-- Opening Marker --

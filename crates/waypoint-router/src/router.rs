use std::rc::Rc;

use waypoint_core::Context;

use crate::config::RouterConfig;
use crate::history::History;
use crate::store::{RouterActions, RouterStore};

/// One mounted router tree.
///
/// Mounting creates a child [`Context`] that holds exactly one
/// [`RouterStore`]; components mounted on [`Router::context`] find it there.
/// Unmounting disposes that context's scope: history tracking stops, the
/// store is revoked, and every component mounted below it is unmounted.
/// Hooks run in that context afterwards report `NoRouterStore`.
pub struct Router {
    ctx: Context,
    store: Rc<RouterStore>,
}

impl Router {
    pub fn mount(parent: &Context, history: Rc<dyn History>, config: RouterConfig) -> Self {
        let RouterConfig { routes, matcher } = config;
        let store = Rc::new(RouterStore::new(history, routes, matcher));
        let ctx = parent.child();

        ctx.scope().own(store.connect());
        ctx.provide(store.clone());
        let weak = ctx.downgrade();
        ctx.scope().add_disposer(move || {
            if let Some(ctx) = weak.upgrade() {
                ctx.revoke::<RouterStore>();
            }
        });
        log::debug!("router: mounted at {}", store.state().location);

        Self { ctx, store }
    }

    /// The context router-aware components must be mounted on.
    pub fn context(&self) -> &Context {
        &self.ctx
    }

    pub fn store(&self) -> &Rc<RouterStore> {
        &self.store
    }

    pub fn actions(&self) -> RouterActions {
        self.store.actions()
    }

    pub fn unmount(&self) {
        if self.is_mounted() {
            log::debug!("router: unmounted");
        }
        self.ctx.scope().dispose();
    }

    pub fn is_mounted(&self) -> bool {
        !self.ctx.scope().is_disposed()
    }
}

-- Closing Marker --

## ACTIVITY
Only the lines from the one that contains "pub fn actions(&self)" to the end of the data should be output, exactly as they appear.

## RESPONSE TO THE EXERCISE
    pub fn actions(&self) -> RouterActions {
        self.store.actions()
    }

    pub fn unmount(&self) {
        if self.is_mounted() {
            log::debug!("router: unmounted");
        }
        self.ctx.scope().dispose();
    }

    pub fn is_mounted(&self) -> bool {
        !self.ctx.scope().is_disposed()
    }
}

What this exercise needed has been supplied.